In 2019, Google Cloud’s Responsible AI Product Review Committee and Google Cloud Responsible AI Transaction Review Committee suspended the development of credit-related artificial intelligence products in order to avoid aggravating algorithm unfairness or bias. In 2021, the Advanced Technology Review Board reviewed research involving large language models and concluded that it could proceed with caution, but that the model cannot be officially launched until a comprehensive review of artificial intelligence principles is conducted. The Google DeepMind team has published a paper exploring “how to integrate human values ​​​​into AI systems” and integrate philosophical ideas into AI to help it establish social fairness.

In the future, in order to ensure the fairness of AI technology, intervention and governance need to be carried out from multiple angles, such as:

Fair data collection and processing: Ensure training data covers diversity, including people of different genders, ages, races, cultures, and socioeconomic backgrounds. At the same time, it is necessary to avoid data selection due to bias and ensure the representativeness and balance of the data set.
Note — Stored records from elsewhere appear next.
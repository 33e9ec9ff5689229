//! 编解码器参数.
//!
//! 描述编解码器的配置参数, 通常从容器格式中提取.

use ling_core::{ChannelLayout, SampleFormat};

use crate::codec_id::CodecId;

/// 编解码器参数
#[derive(Debug, Clone)]
pub struct CodecParameters {
    /// 编解码器标识
    pub codec_id: CodecId,
    /// 额外数据 (如 Vorbis identification 头包)
    pub extra_data: Vec<u8>,
    /// 码率 (bits/s)
    pub bit_rate: u64,
    /// 媒体类型特定参数
    pub params: CodecParamsType,
}

/// 媒体类型特定参数
#[derive(Debug, Clone)]
pub enum CodecParamsType {
    /// 音频参数
    Audio(AudioCodecParams),
    /// 无特定参数
    None,
}

/// 音频编解码器参数
#[derive(Debug, Clone)]
pub struct AudioCodecParams {
    /// 采样率 (Hz)
    pub sample_rate: u32,
    /// 声道布局
    pub channel_layout: ChannelLayout,
    /// 采样格式
    pub sample_format: SampleFormat,
    /// 每帧采样数 (0 表示可变)
    pub frame_size: u32,
}

impl CodecParameters {
    /// 获取音频参数 (如果是音频流)
    pub fn audio(&self) -> Option<&AudioCodecParams> {
        match &self.params {
            CodecParamsType::Audio(a) => Some(a),
            _ => None,
        }
    }
}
Eliminate algorithmic bias: During the model design phase, proactively identify and eliminate algorithmic biases that may lead to unfair outcomes. This may involve careful selection of input features to the model, or the use of specific techniques to reduce or eliminate bias.

Fairness assessment: Fairness assessment should be performed before and after model deployment. This includes using various fairness metrics to evaluate the model’s impact on different groups and making necessary adjustments based on the evaluation results.
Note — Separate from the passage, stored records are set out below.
//! 拉取式 PCM 读取器.
//!
//! `PcmReader` 把探测、解封装、解码与采样格式转换串成一条拉取管线:
//! 调用方请求 PCM 字节, 读取器按需从解封装器拉取 packet, 再从底层
//! 输入拉取字节. 实现 `std::io::Read`, 产出所选采样格式的交错 PCM;
//! 流结束时 `read` 返回 0 (io-EOF 语义). 码流损坏后读取器进入终止态,
//! 此后每次读取都返回同类错误.

use std::io::{self, Read};

use log::debug;
use ling_codec::codec_parameters::{AudioCodecParams, CodecParameters, CodecParamsType};
use ling_codec::{CodecId, Decoder, Encoder, Packet};
use ling_core::{LingError, LingResult, SampleFormat};
use ling_format::io::IoContext;
use ling_format::stream::StreamParams;
use ling_format::Demuxer;

/// 拉取式 PCM 读取器
///
/// 打开 Ogg/Vorbis 或 WAV 输入, 以请求的采样格式产出交错 PCM.
pub struct PcmReader {
    io: IoContext,
    demuxer: Box<dyn Demuxer>,
    decoder: Box<dyn Decoder>,
    /// F32 解码输出到整数请求格式的转换器
    converter: Option<Box<dyn Encoder>>,
    stream_index: usize,
    sample_format: SampleFormat,
    sample_rate: u32,
    channels: u32,
    duration_sec: Option<f64>,
    /// 已解码未取走的输出字节
    buffered: Vec<u8>,
    buf_pos: usize,
    demux_eof: bool,
    flushed: bool,
    /// 不可恢复错误后的终止态
    fatal: Option<String>,
}

impl std::fmt::Debug for PcmReader {
    fn fmt(&self, f: &mut std::fmt::Formatter<'_>) -> std::fmt::Result {
        f.debug_struct("PcmReader")
            .field("stream_index", &self.stream_index)
            .field("sample_format", &self.sample_format)
            .field("sample_rate", &self.sample_rate)
            .field("channels", &self.channels)
            .field("duration_sec", &self.duration_sec)
            .field("demux_eof", &self.demux_eof)
            .field("flushed", &self.flushed)
            .field("fatal", &self.fatal)
            .finish()
    }
}

impl PcmReader {
    /// 打开文件, 输出 S16LE PCM
    pub fn open(path: &str) -> LingResult<Self> {
        Self::open_with_format(path, SampleFormat::S16)
    }

    /// 打开文件, 指定输出采样格式 (U8 / S16 / F32)
    pub fn open_with_format(path: &str, format: SampleFormat) -> LingResult<Self> {
        let io = IoContext::open_read(path)?;
        Self::new(io, Some(path), format)
    }

    /// 从 I/O 上下文创建读取器
    ///
    /// 自动探测容器格式, 打开解封装器与解码器, 并完成头包解析;
    /// 格式不支持在此处即报告, 不会等到首次读取.
    pub fn new(
        mut io: IoContext,
        filename: Option<&str>,
        requested: SampleFormat,
    ) -> LingResult<Self> {
        if requested == SampleFormat::None {
            return Err(LingError::InvalidArgument(
                "必须指定输出采样格式".into(),
            ));
        }

        let format_registry = crate::default_format_registry();
        let codec_registry = crate::default_codec_registry();

        let demuxer = format_registry.open_input(&mut io, filename)?;
        let stream = demuxer
            .streams()
            .iter()
            .find(|s| matches!(s.params, StreamParams::Audio(_)))
            .cloned()
            .ok_or_else(|| LingError::Format("输入中没有音频流".into()))?;
        let audio = match &stream.params {
            StreamParams::Audio(a) => a.clone(),
            _ => unreachable!(),
        };

        let params = CodecParameters {
            codec_id: stream.codec_id,
            extra_data: stream.extra_data.clone(),
            bit_rate: audio.bit_rate,
            params: CodecParamsType::Audio(AudioCodecParams {
                sample_rate: audio.sample_rate,
                channel_layout: audio.channel_layout,
                sample_format: audio.sample_format,
                frame_size: audio.frame_size,
            }),
        };

        let mut decoder = codec_registry.create_decoder(stream.codec_id)?;
        decoder.open(&params)?;

        // 解码器的原生输出格式
        let native = match stream.codec_id {
            CodecId::Vorbis => SampleFormat::F32,
            CodecId::PcmU8 => SampleFormat::U8,
            CodecId::PcmS16le => SampleFormat::S16,
            CodecId::PcmF32le => SampleFormat::F32,
            other => {
                return Err(LingError::Unsupported(format!(
                    "不支持的音频编解码器: {}",
                    other,
                )));
            }
        };

        // 输出格式转换只提供 F32 -> 整数一条路径, 其余组合不做转换
        let converter = if requested == native {
            None
        } else if native == SampleFormat::F32
            && matches!(requested, SampleFormat::U8 | SampleFormat::S16)
        {
            let target = match requested {
                SampleFormat::U8 => CodecId::PcmU8,
                _ => CodecId::PcmS16le,
            };
            let mut encoder = codec_registry.create_encoder(target)?;
            encoder.open(&params)?;
            Some(encoder)
        } else {
            return Err(LingError::Unsupported(format!(
                "不支持把 {} 输出为 {}",
                native, requested,
            )));
        };

        let mut reader = Self {
            io,
            demuxer,
            decoder,
            converter,
            stream_index: stream.index,
            sample_format: requested,
            sample_rate: audio.sample_rate,
            channels: audio.channel_layout.channels,
            duration_sec: None,
            buffered: Vec::new(),
            buf_pos: 0,
            demux_eof: false,
            flushed: false,
            fatal: None,
        };
        reader.duration_sec = reader.demuxer.duration();

        // Vorbis 的 comment/setup 头包在首批 packet 中, 此处全部喂入
        // 使得格式错误在构造期暴露, 元数据立即可查
        if stream.codec_id == CodecId::Vorbis {
            let header_packets = if stream.extra_data.is_empty() { 3 } else { 2 };
            for _ in 0..header_packets {
                match reader.pump_one_packet() {
                    Ok(true) => {}
                    Ok(false) => break,
                    Err(e) => return Err(e),
                }
            }
        }

        debug!(
            "PcmReader 就绪: {} Hz, {} 声道, 输出格式 {}",
            reader.sample_rate, reader.channels, reader.sample_format,
        );
        Ok(reader)
    }

    /// 输出采样格式
    pub fn sample_format(&self) -> SampleFormat {
        self.sample_format
    }

    /// 每采样位数
    pub fn bits_per_sample(&self) -> u32 {
        self.sample_format.bits_per_sample()
    }

    /// 采样率 (Hz)
    pub fn sample_rate(&self) -> u32 {
        self.sample_rate
    }

    /// 声道数
    pub fn channels(&self) -> u32 {
        self.channels
    }

    /// 时长 (秒), 不可定位的输入上为未知
    pub fn duration(&self) -> Option<f64> {
        self.duration_sec
    }

    /// 码流元数据 (Vorbis comment 等), 首项通常为 VENDOR
    pub fn metadata(&self) -> &[(String, String)] {
        self.decoder.metadata()
    }

    /// 按键查询注释, 如 `comment("TITLE")`
    pub fn comment(&self, name: &str) -> Option<&str> {
        self.decoder
            .metadata()
            .iter()
            .find(|(k, _)| k == name)
            .map(|(_, v)| v.as_str())
    }

    /// 向解码器喂入一个属于目标流的 packet
    ///
    /// 返回 false 表示解封装器已到流末尾 (解码器已收到 flush).
    fn pump_one_packet(&mut self) -> LingResult<bool> {
        loop {
            match self.demuxer.read_packet(&mut self.io) {
                Ok(pkt) => {
                    if pkt.stream_index != self.stream_index {
                        continue;
                    }
                    self.decoder.send_packet(&pkt)?;
                    return Ok(true);
                }
                Err(LingError::Eof) => {
                    self.demux_eof = true;
                    if !self.flushed {
                        self.flushed = true;
                        self.decoder.send_packet(&Packet::empty())?;
                    }
                    return Ok(false);
                }
                Err(e) => return Err(e),
            }
        }
    }

    /// 取出下一块输出字节; None 表示流已结束
    fn next_chunk(&mut self) -> LingResult<Option<Vec<u8>>> {
        loop {
            match self.decoder.receive_frame() {
                Ok(frame) => {
                    let bytes = match &mut self.converter {
                        Some(encoder) => {
                            encoder.send_frame(Some(&frame))?;
                            encoder.receive_packet()?.data.to_vec()
                        }
                        None => frame.data,
                    };
                    return Ok(Some(bytes));
                }
                Err(LingError::NeedMoreData) => {
                    if self.demux_eof {
                        if !self.flushed {
                            self.flushed = true;
                            self.decoder.send_packet(&Packet::empty())?;
                            continue;
                        }
                        return Ok(None);
                    }
                    self.pump_one_packet()?;
                }
                Err(LingError::Eof) => return Ok(None),
                Err(e) => return Err(e),
            }
        }
    }
}

/// 把框架错误映射为 I/O 错误
fn to_io_error(e: LingError) -> io::Error {
    let kind = match &e {
        LingError::InvalidData(_) => io::ErrorKind::InvalidData,
        LingError::Unsupported(_) => io::ErrorKind::Unsupported,
        LingError::Eof => io::ErrorKind::UnexpectedEof,
        _ => io::ErrorKind::Other,
    };
    io::Error::new(kind, e.to_string())
}

impl Read for PcmReader {
    fn read(&mut self, buf: &mut [u8]) -> io::Result<usize> {
        if let Some(msg) = &self.fatal {
            return Err(io::Error::new(io::ErrorKind::InvalidData, msg.clone()));
        }

        let mut written = 0;
        while written < buf.len() {
            // 先取走已解码的缓冲
            let available = self.buffered.len() - self.buf_pos;
            if available > 0 {
                let to_copy = available.min(buf.len() - written);
                buf[written..written + to_copy]
                    .copy_from_slice(&self.buffered[self.buf_pos..self.buf_pos + to_copy]);
                self.buf_pos += to_copy;
                written += to_copy;
                continue;
            }

            match self.next_chunk() {
                Ok(Some(bytes)) => {
                    self.buffered = bytes;
                    self.buf_pos = 0;
                }
                Ok(None) => break,
                Err(e) => {
                    let msg = e.to_string();
                    self.fatal = Some(msg);
                    return Err(to_io_error(e));
                }
            }
        }
        Ok(written)
    }
}

#[cfg(test)]
mod tests {
    use super::*;
    use ling_format::io::MemoryBackend;

    /// 构建单声道 S16LE WAV 文件字节
    fn make_wav_s16(pcm: &[u8], sample_rate: u32) -> Vec<u8> {
        let mut buf = Vec::new();
        buf.extend_from_slice(b"RIFF");
        buf.extend_from_slice(&(36 + pcm.len() as u32).to_le_bytes());
        buf.extend_from_slice(b"WAVE");
        buf.extend_from_slice(b"fmt ");
        buf.extend_from_slice(&16u32.to_le_bytes());
        buf.extend_from_slice(&1u16.to_le_bytes());
        buf.extend_from_slice(&1u16.to_le_bytes());
        buf.extend_from_slice(&sample_rate.to_le_bytes());
        buf.extend_from_slice(&(sample_rate * 2).to_le_bytes());
        buf.extend_from_slice(&2u16.to_le_bytes());
        buf.extend_from_slice(&16u16.to_le_bytes());
        buf.extend_from_slice(b"data");
        buf.extend_from_slice(&(pcm.len() as u32).to_le_bytes());
        buf.extend_from_slice(pcm);
        buf
    }

    #[test]
    fn test_wav_直通读取() {
        let pcm: Vec<u8> = (0..64u8).collect();
        let io = IoContext::new(Box::new(MemoryBackend::from_data(make_wav_s16(&pcm, 8000))));
        let mut reader = PcmReader::new(io, None, SampleFormat::S16).unwrap();

        assert_eq!(reader.sample_rate(), 8000);
        assert_eq!(reader.channels(), 1);
        assert_eq!(reader.bits_per_sample(), 16);

        let mut out = Vec::new();
        reader.read_to_end(&mut out).unwrap();
        assert_eq!(out, pcm);

        // 流尾之后继续读返回 0
        let mut buf = [0u8; 16];
        assert_eq!(reader.read(&mut buf).unwrap(), 0);
    }

    #[test]
    fn test_不支持的格式转换() {
        let io = IoContext::new(Box::new(MemoryBackend::from_data(make_wav_s16(&[0; 4], 8000))));
        // WAV S16 源不提供到 U8 的转换
        let err = PcmReader::new(io, None, SampleFormat::U8).unwrap_err();
        assert!(matches!(err, LingError::Unsupported(_)));
    }

    #[test]
    fn test_必须指定输出格式() {
        let io = IoContext::new(Box::new(MemoryBackend::from_data(make_wav_s16(&[0; 4], 8000))));
        assert!(PcmReader::new(io, None, SampleFormat::None).is_err());
    }
}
Continuous monitoring and iterative improvement: After the AI ​​system is deployed, its performance in the actual environment should be continuously monitored to promptly discover and resolve possible unfair issues. This may require regular iterations of the model to adapt to environmental changes and new social norms.
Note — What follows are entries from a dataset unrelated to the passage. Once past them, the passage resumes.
//! 时间戳类型, 用于表示媒体流中的时间点.
//!
//! 基于 `time_base` 的时间戳系统: 实际时间 (秒) = pts * time_base.

use crate::rational::Rational;
use std::fmt;

/// 表示"未定义"的时间戳值
pub const NOPTS_VALUE: i64 = i64::MIN;

/// 时间戳
///
/// 包含一个整数值和对应的时间基 (time_base).
#[derive(Debug, Clone, Copy, PartialEq, Eq)]
pub struct Timestamp {
    /// 时间戳值, `NOPTS_VALUE` 表示未定义
    pub pts: i64,
    /// 时间基
    pub time_base: Rational,
}

impl Timestamp {
    /// 创建新的时间戳
    pub const fn new(pts: i64, time_base: Rational) -> Self {
        Self { pts, time_base }
    }

    /// 创建未定义的时间戳
    pub const fn none() -> Self {
        Self {
            pts: NOPTS_VALUE,
            time_base: Rational::UNDEFINED,
        }
    }

    /// 判断时间戳是否有效 (非 NOPTS_VALUE)
    pub const fn is_valid(&self) -> bool {
        self.pts != NOPTS_VALUE && self.time_base.is_valid()
    }

    /// 转换为秒 (f64)
    ///
    /// 无效时间戳返回 `f64::NAN`.
    pub fn to_seconds(&self) -> f64 {
        if !self.is_valid() {
            return f64::NAN;
        }
        self.pts as f64 * self.time_base.to_f64()
    }
}

impl fmt::Display for Timestamp {
    fn fmt(&self, f: &mut fmt::Formatter<'_>) -> fmt::Result {
        if !self.is_valid() {
            write!(f, "NOPTS")
        } else {
            write!(f, "{:.6}s", self.to_seconds())
        }
    }
}

#[cfg(test)]
mod tests {
    use super::*;

    #[test]
    fn test_timestamp_转换为秒() {
        let ts = Timestamp::new(44100, Rational::new(1, 44100));
        assert!((ts.to_seconds() - 1.0).abs() < f64::EPSILON);
    }

    #[test]
    fn test_timestamp_无效值() {
        let ts = Timestamp::none();
        assert!(!ts.is_valid());
        assert!(ts.to_seconds().is_nan());
    }
}
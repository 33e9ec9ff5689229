//! ling - Ling 音频框架命令行工具
//!
//! 提供两个子命令:
//! - `info`: 探测并打印音频文件的格式与流信息
//! - `decode`: 把 Ogg/Vorbis 输入解码为 WAV 文件

use std::io::Read;
use std::process;

use clap::{Parser, Subcommand};
use log::debug;

use ling::codec::CodecId;
use ling::core::{ChannelLayout, LingResult, Rational, SampleFormat};
use ling::format::stream::{AudioStreamParams, Stream, StreamParams};
use ling::format::{Demuxer, FormatId, IoContext, Muxer};
use ling::PcmReader;

/// Ling 音频解码命令行工具
#[derive(Parser, Debug)]
#[command(name = "ling", version, about = "纯 Rust Ogg/Vorbis 音频解码工具")]
struct Cli {
    #[command(subcommand)]
    command: Command,
}

#[derive(Subcommand, Debug)]
enum Command {
    /// 探测并打印音频文件信息
    Info {
        /// 输入文件路径
        input: String,
    },
    /// 解码为 WAV 文件
    Decode {
        /// 输入文件路径 (Ogg/Vorbis 或 WAV)
        input: String,
        /// 输出 WAV 文件路径
        output: String,
        /// 输出采样格式: u8 / s16 / f32
        #[arg(long, default_value = "s16")]
        format: String,
    },
}

fn main() {
    env_logger::init();
    let cli = Cli::parse();

    let result = match cli.command {
        Command::Info { input } => run_info(&input),
        Command::Decode {
            input,
            output,
            format,
        } => run_decode(&input, &output, &format),
    };

    if let Err(e) = result {
        eprintln!("错误: {}", e);
        process::exit(1);
    }
}

/// 解析输出采样格式参数
fn parse_sample_format(name: &str) -> LingResult<SampleFormat> {
    match name {
        "u8" => Ok(SampleFormat::U8),
        "s16" => Ok(SampleFormat::S16),
        "f32" => Ok(SampleFormat::F32),
        other => Err(ling::core::LingError::InvalidArgument(format!(
            "未知的采样格式: {} (支持 u8/s16/f32)",
            other,
        ))),
    }
}

fn run_info(input: &str) -> LingResult<()> {
    let registry = ling::default_format_registry();
    let mut io = IoContext::open_read(input)?;
    let demuxer = registry.open_input(&mut io, Some(input))?;

    println!("输入: {}", input);
    println!("格式: {}", demuxer.name());
    match demuxer.duration() {
        Some(sec) => println!("时长: {:.3} 秒", sec),
        None => println!("时长: 未知"),
    }

    for stream in demuxer.streams() {
        match &stream.params {
            StreamParams::Audio(a) => {
                println!(
                    "流 #{}: {}, {} Hz, {}, {}",
                    stream.index, stream.codec_id, a.sample_rate, a.channel_layout, a.sample_format,
                );
            }
            _ => println!("流 #{}: {}", stream.index, stream.codec_id),
        }

        // Vorbis 的注释在头包里, 经解码器读出
        if stream.codec_id == CodecId::Vorbis {
            let io = IoContext::open_read(input)?;
            let reader = PcmReader::new(io, Some(input), SampleFormat::F32)?;
            for (key, value) in reader.metadata() {
                println!("  {} = {}", key, value);
            }
        }
    }

    Ok(())
}

fn run_decode(input: &str, output: &str, format: &str) -> LingResult<()> {
    let sample_format = parse_sample_format(format)?;
    let mut reader = PcmReader::open_with_format(input, sample_format)?;

    println!(
        "解码 {} -> {} ({} Hz, {} 声道, {})",
        input,
        output,
        reader.sample_rate(),
        reader.channels(),
        reader.sample_format(),
    );

    let codec_id = match sample_format {
        SampleFormat::U8 => CodecId::PcmU8,
        SampleFormat::F32 => CodecId::PcmF32le,
        _ => CodecId::PcmS16le,
    };
    let stream = Stream {
        index: 0,
        codec_id,
        time_base: Rational::new(1, reader.sample_rate() as i32),
        duration: 0,
        nb_frames: 0,
        extra_data: Vec::new(),
        params: StreamParams::Audio(AudioStreamParams {
            sample_rate: reader.sample_rate(),
            channel_layout: ChannelLayout::from_channels(reader.channels()),
            sample_format,
            bit_rate: 0,
            frame_size: 0,
        }),
        metadata: Vec::new(),
    };

    let registry = ling::default_format_registry();
    let mut muxer = registry.create_muxer(FormatId::Wav)?;
    let mut out_io = IoContext::open_write(output)?;
    muxer.write_header(&mut out_io, &[stream])?;

    let mut total = 0u64;
    let mut buf = vec![0u8; 32 * 1024];
    loop {
        let n = reader.read(&mut buf)?;
        if n == 0 {
            break;
        }
        let pkt = ling::codec::Packet::from_data(buf[..n].to_vec());
        muxer.write_packet(&mut out_io, &pkt)?;
        total += n as u64;
    }
    muxer.write_trailer(&mut out_io)?;

    debug!("共写入 {} 字节 PCM", total);
    println!("完成: {} 字节 PCM", total);
    Ok(())
}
With the development of AI technology, relevant ethical principles, laws and regulations will also be further improved, allowing AI technology to develop within a more equitable framework. There will also be an increased focus on diversity and inclusion. This requires taking into account the needs and characteristics of different groups in all aspects of data collection, algorithm design, and product development.

In the long run, the true meaning of AI changing life should be to better serve people of different genders, ages, races, cultures, and socioeconomic backgrounds, and to reduce the inequities caused by the application of technology. As the level of public awareness continues to improve, can more people participate in the planning of AI development and make suggestions for the development of AI technology to ensure that the development of technology is in line with the overall interests of society.

The broad blueprint for the fairness of AI technology requires joint efforts from multiple fields such as technology, society, and law. Advanced technology should not be allowed to become the driver of the “Matthew Effect.”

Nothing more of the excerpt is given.